The following interview transcript has been edited for clarity and brevity. This conversation was recorded on Monday, August 28.

JACK CATLIN/KHOL: Your music has a consistent theme of familial lineage. Can you touch on keeping that family tradition alive and how important that is to you?

NICK SHOULDERS: My grandma used to say something to the effect of, ‘You know, people used to whistle.’ And I think what she was saying is when it was a function of our day-to-day lives and not necessarily a product or an industry that we interact with around music, that people were better at it. Generally, people enjoyed and loved music so much more back then. And I think that’s what people see in country and folk music and get attached to is that line back to a time when this music was sort of functional and not surrounded by an industry. And I think that in that sense, what we’re trying to accomplish isn’t necessarily some kind of nostalgia trip or to brag on like, ‘Oh, we’ve got the best singing grandparents’ because it’s not true. We’re all, in a way, divorced from the traditions that truly enshrine and enrich people’s lives before country music as an industry existed. 

The first recordings that we can call country music are not much more than 100 years old, if that barely. We’re not trying to aggrandize our own familial lineage so much as inspire everybody to tap into their own, because we’re all a part of that and all have a section to contribute to that. I think that’s kind of the big journey within it. Country music is this that we have now, but if you just follow the threads back the way that people play the instruments and sing, you can find a time pretty quickly when those ways of interacting with the music weren’t on record. They were in communal spaces and with people. And in that sense, I think it’s empowering for everybody because we really all have access to that in a way.

KHOL: When did you first notice that yodeling and whistling could really work with the music you were making?

SHOULDERS: I didn’t really receive any sort of honest, critical feedback about the styles of music I was into and producing until I left Arkansas and got out of the South significantly. And when I was playing on street corners and in little clubs out west on my travels, I was living in my van. I noticed people were really reacting to that stuff and were really drawn to it in a way that I had always been, frankly slightly embarrassed about it. I thought it was pretty novel or even hokey to draw from this stuff and quickly realized that people really saw themselves in it and then started to realize that yodeling and whistling were not sort of endemic and peculiar to American southern country music. You can hear yodeling in West Africa, and you can hear it in Hawaiian traditional music. You can hear it in the Southwest. That style of break-note singing is something pretty universal to the way people made music. And it speaks to folks in every corner.
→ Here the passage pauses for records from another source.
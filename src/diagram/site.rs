//! Sites and the sorted site list driving the sweep

use glam::DVec2;

use crate::diagram::edge::Lr;
use crate::geom::Rect;

/// An input point of the diagram, owning the edges of its Voronoi region.
#[derive(Debug, Clone)]
pub struct Site {
    pub coord: DVec2,
    /// External index, kept in agreement with the y-then-x sort order.
    pub index: usize,
    /// Optional caller-supplied weight; carried through, unused by the core.
    pub weight: f64,
    /// Diagram edges bounding this site's region, in creation order until
    /// `reorder` replaces them with a traversal-ordered chain.
    pub edges: Vec<usize>,
    /// Which end of each edge hooks up with the previous edge in `edges`.
    pub edge_orientations: Option<Vec<Lr>>,
    /// Ordered clipped region polygon, cached after first computation.
    pub region: Option<Vec<DVec2>>,
}

impl Site {
    fn new(coord: DVec2, index: usize, weight: f64) -> Self {
        Self {
            coord,
            index,
            weight,
            edges: Vec::new(),
            edge_orientations: None,
            region: None,
        }
    }
}

/// Compare two points by y first, then x; the global event order of the sweep.
pub fn compare_by_y_then_x(p0: DVec2, p1: DVec2) -> std::cmp::Ordering {
    p0.y.total_cmp(&p1.y).then(p0.x.total_cmp(&p1.x))
}

/// Sites sorted by (y, x), consumed in order by the sweep loop.
#[derive(Debug, Clone)]
pub struct SiteList {
    sites: Vec<Site>,
    current: usize,
}

impl SiteList {
    pub fn new(points: Vec<DVec2>) -> Self {
        let mut sites: Vec<Site> = points
            .into_iter()
            .enumerate()
            .map(|(i, p)| Site::new(p, i, 0.0))
            .collect();
        // Sort on y, then x, and re-assign each site's external index to
        // match its new position so index-based lookups stay valid.
        sites.sort_by(|a, b| compare_by_y_then_x(a.coord, b.coord));
        for (i, site) in sites.iter_mut().enumerate() {
            site.index = i;
        }
        Self { sites, current: 0 }
    }

    #[inline]
    pub fn len(&self) -> usize {
        self.sites.len()
    }

    #[inline]
    pub fn is_empty(&self) -> bool {
        self.sites.is_empty()
    }

    /// Next unconsumed site in sweep order.
    pub fn next(&mut self) -> Option<usize> {
        if self.current < self.sites.len() {
            self.current += 1;
            Some(self.current - 1)
        } else {
            None
        }
    }

    #[inline]
    pub fn coord(&self, site: usize) -> DVec2 {
        self.sites[site].coord
    }

    #[inline]
    pub fn site(&self, site: usize) -> &Site {
        &self.sites[site]
    }

    #[inline]
    pub fn site_mut(&mut self, site: usize) -> &mut Site {
        &mut self.sites[site]
    }

    pub fn add_edge(&mut self, site: usize, edge: usize) {
        self.sites[site].edges.push(edge);
    }

    /// All site coordinates, in sorted order.
    pub fn coords(&self) -> Vec<DVec2> {
        self.sites.iter().map(|s| s.coord).collect()
    }

    /// Bounding rectangle of the site set.
    ///
    /// Relies on the sites being sorted: the y range comes from the first
    /// and last entries, the x range from a scan.
    pub fn data_bounds(&self) -> Rect {
        if self.sites.is_empty() {
            return Rect::new(0.0, 0.0, 0.0, 0.0);
        }
        let mut xmin = f64::MAX;
        let mut xmax = f64::MIN;
        for site in &self.sites {
            xmin = xmin.min(site.coord.x);
            xmax = xmax.max(site.coord.x);
        }
        let ymin = self.sites[0].coord.y;
        let ymax = self.sites[self.sites.len() - 1].coord.y;
        Rect::new(xmin, ymin, xmax - xmin, ymax - ymin)
    }
}

#[cfg(test)]
mod tests {
    use super::*;

    #[test]
    fn test_sort_by_y_then_x() {
        let list = SiteList::new(vec![
            DVec2::new(5.0, 9.0),
            DVec2::new(3.0, 1.0),
            DVec2::new(8.0, 1.0),
            DVec2::new(1.0, 4.0),
        ]);
        let coords = list.coords();
        assert_eq!(coords[0], DVec2::new(3.0, 1.0));
        assert_eq!(coords[1], DVec2::new(8.0, 1.0));
        assert_eq!(coords[2], DVec2::new(1.0, 4.0));
        assert_eq!(coords[3], DVec2::new(5.0, 9.0));
        // Indices agree with sort order.
        for (i, c) in coords.iter().enumerate() {
            assert_eq!(list.site(i).coord, *c);
            assert_eq!(list.site(i).index, i);
        }
    }

    #[test]
    fn test_next_consumes_in_order() {
        let mut list = SiteList::new(vec![DVec2::new(0.0, 2.0), DVec2::new(0.0, 1.0)]);
        assert_eq!(list.next(), Some(0));
        assert_eq!(list.next(), Some(1));
        assert_eq!(list.next(), None);
    }

    #[test]
    fn test_data_bounds() {
        let list = SiteList::new(vec![
            DVec2::new(10.0, 20.0),
            DVec2::new(40.0, 5.0),
            DVec2::new(25.0, 30.0),
        ]);
        let b = list.data_bounds();
        assert_eq!(b.x, 10.0);
        assert_eq!(b.y, 5.0);
        assert_eq!(b.width, 30.0);
        assert_eq!(b.height, 25.0);
    }
}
I think that that’s another one of those tapping into the greater lineage type things that I think that we get to do something so cool to sing all the time. And it just so happens that my way of singing is kind of archaic and based on skill sets that were rooted in the land. And I think that that has a specific sort of light that it turns on for people. When I started noticing that, I really reacted to it and was like, ‘Well, if that’s what I’m good at, I should lean into it and do it.’ So the short answer is noticing that it wasn’t just noble and hokey, that people seem to like it.
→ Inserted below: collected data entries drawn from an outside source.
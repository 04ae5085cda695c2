//! Bounded Voronoi diagram built with Fortune's sweep line
//!
//! The entry point is [`Voronoi::new`], which runs the sweep over a point set
//! and clips every edge to the plot rectangle. Regions are assembled lazily
//! per site and cached: the site's edges are chained by shared circumcenter
//! vertices, clipped endpoints are stitched along the rectangle boundary, and
//! the polygon is canonicalized to counterclockwise winding.

pub mod beach;
pub mod edge;
pub mod events;
pub mod region;
pub mod reorder;
pub mod site;

use glam::DVec2;

use crate::geom::Rect;

use beach::BeachLine;
use edge::{Edge, Lr};
use events::EventQueue;
use reorder::{reorder_edges, Criterion};
use site::{compare_by_y_then_x, SiteList};

/// A Voronoi diagram of a point set, clipped to a plot rectangle.
pub struct Voronoi {
    sites: SiteList,
    edges: Vec<Edge>,
    vertices: Vec<DVec2>,
    bounds: Rect,
}

impl Voronoi {
    /// Run the sweep over `points` and clip the result to `bounds`.
    ///
    /// Site indices returned by the accessors refer to the y-then-x sorted
    /// order, not the input order.
    pub fn new(points: Vec<DVec2>, bounds: Rect) -> Self {
        let sites = SiteList::new(points);
        let mut diagram = Self {
            sites,
            edges: Vec::new(),
            vertices: Vec::new(),
            bounds,
        };
        diagram.fortunes_algorithm();
        diagram
    }

    #[inline]
    pub fn bounds(&self) -> Rect {
        self.bounds
    }

    /// Site coordinates in diagram (sorted) order.
    pub fn site_coords(&self) -> Vec<DVec2> {
        self.sites.coords()
    }

    #[inline]
    pub fn num_sites(&self) -> usize {
        self.sites.len()
    }

    #[inline]
    pub fn edges(&self) -> &[Edge] {
        &self.edges
    }

    #[inline]
    pub fn vertices(&self) -> &[DVec2] {
        &self.vertices
    }

    /// Delaunay neighbors of a site: the opposite site of each of its edges.
    pub fn neighbor_sites(&self, site: usize) -> Vec<usize> {
        self.sites
            .site(site)
            .edges
            .iter()
            .map(|&e| {
                let edge = &self.edges[e];
                if edge.left_site == site {
                    edge.right_site
                } else {
                    edge.left_site
                }
            })
            .collect()
    }

    /// Sites on the convex hull, chained in traversal order.
    ///
    /// Hull edges are the ones left unbounded on at least one side; chaining
    /// them by shared site identity walks the hull.
    pub fn hull_sites(&self) -> Vec<usize> {
        let hull_edges: Vec<usize> = self
            .edges
            .iter()
            .filter(|e| e.left_vertex.is_none() || e.right_vertex.is_none())
            .map(|e| e.index)
            .collect();
        let (ordered, orientations) = reorder_edges(&hull_edges, &self.edges, Criterion::BySite);
        ordered
            .iter()
            .zip(&orientations)
            .map(|(&e, &lr)| self.edges[e].site(lr))
            .collect()
    }

    /// Clipped region polygon of a site, in counterclockwise order.
    ///
    /// Degenerate sites (edges that cannot be chained) get an empty polygon.
    /// The result is cached on the site.
    pub fn region(&mut self, site: usize) -> Vec<DVec2> {
        if let Some(cached) = &self.sites.site(site).region {
            return cached.clone();
        }
        // Chain the site's edges once; later calls rebuild the polygon from
        // the stored chain.
        if self.sites.site(site).edge_orientations.is_none() {
            let edge_ids = self.sites.site(site).edges.clone();
            let (ordered, orientations) =
                reorder_edges(&edge_ids, &self.edges, Criterion::ByVertex);
            let s = self.sites.site_mut(site);
            s.edges = ordered;
            s.edge_orientations = Some(orientations);
        }
        let polygon = {
            let s = self.sites.site(site);
            let orientations = s.edge_orientations.as_deref().unwrap_or(&[]);
            region::build_region(&s.edges, orientations, &self.edges, &self.bounds)
        };
        self.sites.site_mut(site).region = Some(polygon.clone());
        polygon
    }

    /// Region polygons for every site, in site order.
    pub fn regions(&mut self) -> Vec<Vec<DVec2>> {
        (0..self.sites.len()).map(|s| self.region(s)).collect()
    }

    fn left_region(&self, beach: &BeachLine, he: usize, bottom_most: usize) -> usize {
        match beach.halfedges[he].edge {
            Some(e) => self.edges[e].site(beach.halfedges[he].lr),
            None => bottom_most,
        }
    }

    fn right_region(&self, beach: &BeachLine, he: usize, bottom_most: usize) -> usize {
        match beach.halfedges[he].edge {
            Some(e) => self.edges[e].site(beach.halfedges[he].lr.other()),
            None => bottom_most,
        }
    }

    /// Circumcenter candidate where the breakpoints of two half-edges meet.
    ///
    /// Returns `None` for parallel bisectors, shared right sites, or an
    /// intersection on the wrong side of the breakpoint.
    fn intersect(&self, beach: &BeachLine, he0: usize, he1: usize) -> Option<DVec2> {
        let e0 = beach.halfedges[he0].edge?;
        let e1 = beach.halfedges[he1].edge?;
        let edge0 = &self.edges[e0];
        let edge1 = &self.edges[e1];
        if edge0.right_site == edge1.right_site {
            return None;
        }

        let determinant = edge0.a * edge1.b - edge0.b * edge1.a;
        if determinant.abs() < 1.0e-10 {
            // parallel bisectors
            return None;
        }

        let ix = (edge0.c * edge1.b - edge1.c * edge0.b) / determinant;
        let iy = (edge1.c * edge0.a - edge0.c * edge1.a) / determinant;
        if !ix.is_finite() || !iy.is_finite() {
            return None;
        }

        let (he, edge) = if compare_by_y_then_x(
            self.sites.coord(edge0.right_site),
            self.sites.coord(edge1.right_site),
        ) == std::cmp::Ordering::Less
        {
            (he0, edge0)
        } else {
            (he1, edge1)
        };
        let right_of_site = ix >= self.sites.coord(edge.right_site).x;
        let lr = beach.halfedges[he].lr;
        if (right_of_site && lr == Lr::Left) || (!right_of_site && lr == Lr::Right) {
            return None;
        }

        Some(DVec2::new(ix, iy))
    }

    fn add_bisector(&mut self, site0: usize, site1: usize) -> usize {
        let index = self.edges.len();
        let edge = Edge::bisecting(
            index,
            site0,
            self.sites.coord(site0),
            site1,
            self.sites.coord(site1),
        );
        self.edges.push(edge);
        self.sites.add_edge(site0, index);
        self.sites.add_edge(site1, index);
        index
    }

    fn fortunes_algorithm(&mut self) {
        let data_bounds = self.sites.data_bounds();
        let sqrt_nsites = ((self.sites.len() + 4) as f64).sqrt() as usize;
        let mut beach = BeachLine::new(data_bounds.x, data_bounds.width, sqrt_nsites);
        let mut heap = EventQueue::new();

        let bottom_most = match self.sites.next() {
            Some(s) => s,
            None => return,
        };
        let mut new_site = self.sites.next();

        loop {
            let next_event = heap.peek(&beach.halfedges);

            let site_is_next = match (new_site, next_event) {
                (Some(s), Some((ystar, x))) => {
                    compare_by_y_then_x(self.sites.coord(s), DVec2::new(x, ystar))
                        == std::cmp::Ordering::Less
                }
                (Some(_), None) => true,
                (None, _) => false,
            };

            if site_is_next {
                let site = match new_site {
                    Some(s) => s,
                    None => break,
                };
                let p = self.sites.coord(site);

                let lbnd = beach.left_neighbor(p, &self.edges, &self.sites);
                let rbnd = beach.right(lbnd);
                let bottom = self.right_region(&beach, lbnd, bottom_most);

                let edge = self.add_bisector(bottom, site);

                let bisector = beach.create(Some(edge), Lr::Left);
                beach.insert_after(lbnd, bisector);
                if let Some(v) = self.intersect(&beach, lbnd, bisector) {
                    beach.halfedges[lbnd].vertex = Some(v);
                    beach.halfedges[lbnd].ystar = v.y + p.distance(v);
                    heap.push(lbnd, beach.halfedges[lbnd].ystar, v.x);
                }

                let bisector2 = beach.create(Some(edge), Lr::Right);
                beach.insert_after(bisector, bisector2);
                if let Some(v) = self.intersect(&beach, bisector2, rbnd) {
                    beach.halfedges[bisector2].vertex = Some(v);
                    beach.halfedges[bisector2].ystar = v.y + p.distance(v);
                    heap.push(bisector2, beach.halfedges[bisector2].ystar, v.x);
                }

                new_site = self.sites.next();
            } else if let Some((lbnd, v)) = heap.pop(&beach.halfedges) {
                let llbnd = beach.left(lbnd);
                let rbnd = beach.right(lbnd);
                let rrbnd = beach.right(rbnd);
                let mut bottom = self.left_region(&beach, lbnd, bottom_most);
                let mut top = self.right_region(&beach, rbnd, bottom_most);

                let vertex = self.vertices.len();
                self.vertices.push(v);
                if let Some(e) = beach.halfedges[lbnd].edge {
                    let lr = beach.halfedges[lbnd].lr;
                    self.edges[e].set_vertex(lr, vertex);
                }
                if let Some(e) = beach.halfedges[rbnd].edge {
                    let lr = beach.halfedges[rbnd].lr;
                    self.edges[e].set_vertex(lr, vertex);
                }
                beach.remove(lbnd);
                beach.halfedges[rbnd].vertex = None;
                beach.remove(rbnd);

                let mut lr = Lr::Left;
                if self.sites.coord(bottom).y > self.sites.coord(top).y {
                    std::mem::swap(&mut bottom, &mut top);
                    lr = Lr::Right;
                }
                let edge = self.add_bisector(bottom, top);
                let bisector = beach.create(Some(edge), lr);
                beach.insert_after(llbnd, bisector);
                self.edges[edge].set_vertex(lr.other(), vertex);

                let bottom_coord = self.sites.coord(bottom);
                if let Some(v2) = self.intersect(&beach, llbnd, bisector) {
                    beach.halfedges[llbnd].vertex = Some(v2);
                    beach.halfedges[llbnd].ystar = v2.y + bottom_coord.distance(v2);
                    heap.push(llbnd, beach.halfedges[llbnd].ystar, v2.x);
                }
                if let Some(v2) = self.intersect(&beach, bisector, rrbnd) {
                    beach.halfedges[bisector].vertex = Some(v2);
                    beach.halfedges[bisector].ystar = v2.y + bottom_coord.distance(v2);
                    heap.push(bisector, beach.halfedges[bisector].ystar, v2.x);
                }
            } else {
                break;
            }
        }

        let bounds = self.bounds;
        for edge in &mut self.edges {
            edge.clip_to_bounds(&self.vertices, &bounds);
        }
    }
}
KHOL: You have a complex relationship with modern country music. You’ve been outspoken about it. And I really like this quote from your country music art page on your website. One poster in the series reads ‘These are divided times and this genre now belongs to us all. But lest we forget, country music is a product of inequality and doesn’t exist to glorify the powerful.’ Can you expand on that for us? 
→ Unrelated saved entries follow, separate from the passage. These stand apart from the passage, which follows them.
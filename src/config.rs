//! Island map configuration and builder
//!
//! This module provides configuration types for deterministic island map
//! generation.

#[cfg(feature = "serde")]
use serde::{Deserialize, Serialize};

use crate::error::{MapError, Result};
use crate::geom::Rect;

/// Selection of the land/water shape used to seed elevation
///
/// The shape decides, for every graph corner, whether it starts out as water.
/// Concrete shapes are materialized from the run RNG at generation time, so
/// the same configuration always yields the same coastline.
#[cfg_attr(feature = "serde", derive(Serialize, Deserialize))]
#[derive(Debug, Clone, Copy, PartialEq)]
pub enum ShapeConfig {
    /// Radial sinusoid island (the default): an irregular blob with
    /// randomized bumps and a single inlet.
    Radial,
    /// Value-noise continents: white noise smoothed `octave_count` times over
    /// a `noise_width` x `noise_height` grid, split at the histogram median.
    Perlin {
        octave_count: u32,
        noise_width: usize,
        noise_height: usize,
    },
    /// A fixed blob-with-eyes test shape.
    Blob,
}

impl Default for ShapeConfig {
    fn default() -> Self {
        ShapeConfig::Radial
    }
}

/// Configuration for deterministic island map generation
///
/// The same configuration always produces the identical map: every random
/// draw (site placement, shape parameters, river trials) comes from one
/// ChaCha stream seeded with `seed`.
///
/// # Serialization
///
/// Only the configuration is serialized (with the `serde` feature), not the
/// generated graph. A map is regenerated from its configuration when loading.
#[cfg_attr(feature = "serde", derive(Serialize, Deserialize))]
#[derive(Debug, Clone, Copy, PartialEq)]
pub struct MapConfig {
    /// Random seed for deterministic map generation
    pub seed: u64,

    /// Number of Voronoi sites (one map cell per site)
    pub num_sites: usize,

    /// Plot bounds: every cell polygon is clipped to this rectangle
    pub bounds: Rect,

    /// Number of Lloyd relaxation iterations applied to the site set
    ///
    /// - 0: raw random sites (irregular cells)
    /// - 2: decent uniformity (default)
    /// - 5+: diminishing returns, slower generation
    pub lloyd_iterations: usize,

    /// Whether to run the corner smoothing pass after graph construction
    ///
    /// Smoothing moves every non-border corner to the centroid of its
    /// touching cells, softening sharp polygon artifacts without changing
    /// the graph topology.
    pub improve_corners: bool,

    /// Land/water shape selection
    pub shape: ShapeConfig,
}

impl MapConfig {
    /// Validate the configuration, mirroring the builder's checks
    ///
    /// `generate` calls this so that hand-assembled configurations get the
    /// same fail-fast treatment as built ones.
    pub fn validate(&self) -> Result<()> {
        if self.num_sites < 3 {
            return Err(MapError::InvalidConfig(format!(
                "at least 3 sites are needed for a non-degenerate diagram (got {})",
                self.num_sites
            )));
        }
        if self.bounds.width <= 0.0 || self.bounds.height <= 0.0 {
            return Err(MapError::InvalidConfig(format!(
                "bounds must have positive area (got {}x{})",
                self.bounds.width, self.bounds.height
            )));
        }
        if self.lloyd_iterations > 20 {
            return Err(MapError::InvalidConfig(format!(
                "Lloyd iterations must be <= 20 (got {})",
                self.lloyd_iterations
            )));
        }
        Ok(())
    }
}

impl Default for MapConfig {
    fn default() -> Self {
        MapConfigBuilder::new().build().unwrap()
    }
}

/// Builder for creating a MapConfig with validation
///
/// # Example
///
/// ```rust
/// use voronoi_island_map::*;
///
/// let config = MapConfigBuilder::new()
///     .seed(42)
///     .num_sites(2000)
///     .unwrap()
///     .bounds(Rect::new(0.0, 0.0, 1000.0, 1000.0))
///     .unwrap()
///     .lloyd_iterations(2)
///     .unwrap()
///     .build()
///     .unwrap();
/// assert_eq!(config.seed, 42);
/// ```
#[derive(Debug, Clone)]
pub struct MapConfigBuilder {
    seed: Option<u64>,
    num_sites: usize,
    bounds: Rect,
    lloyd_iterations: usize,
    improve_corners: bool,
    shape: ShapeConfig,
}

impl MapConfigBuilder {
    /// Create a new builder with default values
    ///
    /// Defaults:
    /// - seed: random
    /// - num_sites: 1000
    /// - bounds: 1000 x 1000 at the origin
    /// - lloyd_iterations: 2
    /// - improve_corners: true
    /// - shape: Radial
    pub fn new() -> Self {
        Self {
            seed: None,
            num_sites: 1000,
            bounds: Rect::new(0.0, 0.0, 1000.0, 1000.0),
            lloyd_iterations: 2,
            improve_corners: true,
            shape: ShapeConfig::Radial,
        }
    }

    /// Set the random seed for map generation
    pub fn seed(mut self, seed: u64) -> Self {
        self.seed = Some(seed);
        self
    }

    /// Set the number of Voronoi sites
    ///
    /// # Errors
    ///
    /// Returns `InvalidConfig` if fewer than 3 sites are requested; the
    /// diagram degenerates below that.
    pub fn num_sites(mut self, num_sites: usize) -> Result<Self> {
        if num_sites < 3 {
            return Err(MapError::InvalidConfig(format!(
                "at least 3 sites are needed for a non-degenerate diagram (got {})",
                num_sites
            )));
        }
        self.num_sites = num_sites;
        Ok(self)
    }

    /// Set the plot bounds
    ///
    /// # Errors
    ///
    /// Returns `InvalidConfig` if the rectangle has zero or negative area.
    pub fn bounds(mut self, bounds: Rect) -> Result<Self> {
        if bounds.width <= 0.0 || bounds.height <= 0.0 {
            return Err(MapError::InvalidConfig(format!(
                "bounds must have positive area (got {}x{})",
                bounds.width, bounds.height
            )));
        }
        self.bounds = bounds;
        Ok(self)
    }

    /// Set the number of Lloyd relaxation iterations
    ///
    /// Each iteration replaces every site with the centroid of its cell,
    /// evening out the distribution.
    ///
    /// # Errors
    ///
    /// Returns `InvalidConfig` if iterations > 20 (excessive and impractical)
    pub fn lloyd_iterations(mut self, iterations: usize) -> Result<Self> {
        if iterations > 20 {
            return Err(MapError::InvalidConfig(format!(
                "Lloyd iterations must be <= 20 (got {})",
                iterations
            )));
        }
        self.lloyd_iterations = iterations;
        Ok(self)
    }

    /// Enable or disable the corner smoothing pass
    pub fn improve_corners(mut self, improve: bool) -> Self {
        self.improve_corners = improve;
        self
    }

    /// Select the land/water shape
    pub fn shape(mut self, shape: ShapeConfig) -> Self {
        self.shape = shape;
        self
    }

    /// Build the configuration
    ///
    /// If no seed was provided, generates a random seed.
    pub fn build(self) -> Result<MapConfig> {
        let seed = self.seed.unwrap_or_else(rand::random);
        Ok(MapConfig {
            seed,
            num_sites: self.num_sites,
            bounds: self.bounds,
            lloyd_iterations: self.lloyd_iterations,
            improve_corners: self.improve_corners,
            shape: self.shape,
        })
    }
}

impl Default for MapConfigBuilder {
    fn default() -> Self {
        Self::new()
    }
}

#[cfg(test)]
mod tests {
    use super::*;

    #[test]
    fn test_builder_defaults() {
        let config = MapConfigBuilder::new().build().unwrap();
        assert_eq!(config.num_sites, 1000);
        assert_eq!(config.lloyd_iterations, 2);
        assert!(config.improve_corners);
        assert_eq!(config.shape, ShapeConfig::Radial);
        assert_eq!(config.bounds, Rect::new(0.0, 0.0, 1000.0, 1000.0));
    }

    #[test]
    fn test_builder_custom() {
        let config = MapConfigBuilder::new()
            .seed(42)
            .num_sites(500)
            .unwrap()
            .bounds(Rect::new(0.0, 0.0, 300.0, 200.0))
            .unwrap()
            .lloyd_iterations(3)
            .unwrap()
            .shape(ShapeConfig::Blob)
            .build()
            .unwrap();

        assert_eq!(config.seed, 42);
        assert_eq!(config.num_sites, 500);
        assert_eq!(config.lloyd_iterations, 3);
        assert_eq!(config.shape, ShapeConfig::Blob);
    }

    #[test]
    fn test_builder_too_few_sites() {
        assert!(MapConfigBuilder::new().num_sites(2).is_err());
        assert!(MapConfigBuilder::new().num_sites(0).is_err());
    }

    #[test]
    fn test_builder_invalid_bounds() {
        assert!(MapConfigBuilder::new()
            .bounds(Rect::new(0.0, 0.0, 0.0, 100.0))
            .is_err());
        assert!(MapConfigBuilder::new()
            .bounds(Rect::new(0.0, 0.0, 100.0, -5.0))
            .is_err());
    }

    #[test]
    fn test_builder_too_many_iterations() {
        assert!(MapConfigBuilder::new().lloyd_iterations(21).is_err());
    }

    #[test]
    fn test_validate_hand_built() {
        let mut config = MapConfig::default();
        config.num_sites = 1;
        assert!(config.validate().is_err());
    }

    #[cfg(feature = "serde")]
    #[test]
    fn test_config_serialization() {
        let config = MapConfigBuilder::new().seed(12345).build().unwrap();
        let json = serde_json::to_string(&config).unwrap();
        let restored: MapConfig = serde_json::from_str(&json).unwrap();
        assert_eq!(config, restored);
    }
}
SHOULDERS: I think if you took the country music recordings of 1929, the sort of formative years and what you get in 1969, you see two very different bodies of work. The world of the early country stars was one of never ending wars and bank failures and depression and dust bowls. And that’s really reflected in the reality that you see in the songs. You know, you’ve got your “Single Girl, Married Girl” being one of the early hits of country music. It’s like an express critique of patriarchy, and it was very much a way of interacting with the powerful that is speaking truth to power. And then you fast forward to “Fight Inside Of Me” by Merle Haggard, and you’ve got something that is very much reinforcing power and saying, ‘No, we won’t ask any hard questions, we won’t question authority. You don’t love it, leave it.’ 

And those are two very different types of country music. And I think that notion of potential music being a product of a geographic experience, I think is easy to punch holes in. Saying it’s just from the South doesn’t necessarily really add up because it’s not completely true in a really staunch pure sense. What I think is more instructive to say is, ‘Okay, so if there’s syncopation and certain vocal styles and chord structures within country music that are obviously coming from African-American influences, and we’re also seeing Native American influences, Hawaiian influences, and it’s coming together in a specific place that is functionally plural, but legally segregated being the American South, then we can say, okay, this may not have a geographic origin, but it’s an expression of distaste with power. It’s a reaction to systems of oppression, to inequality.’ 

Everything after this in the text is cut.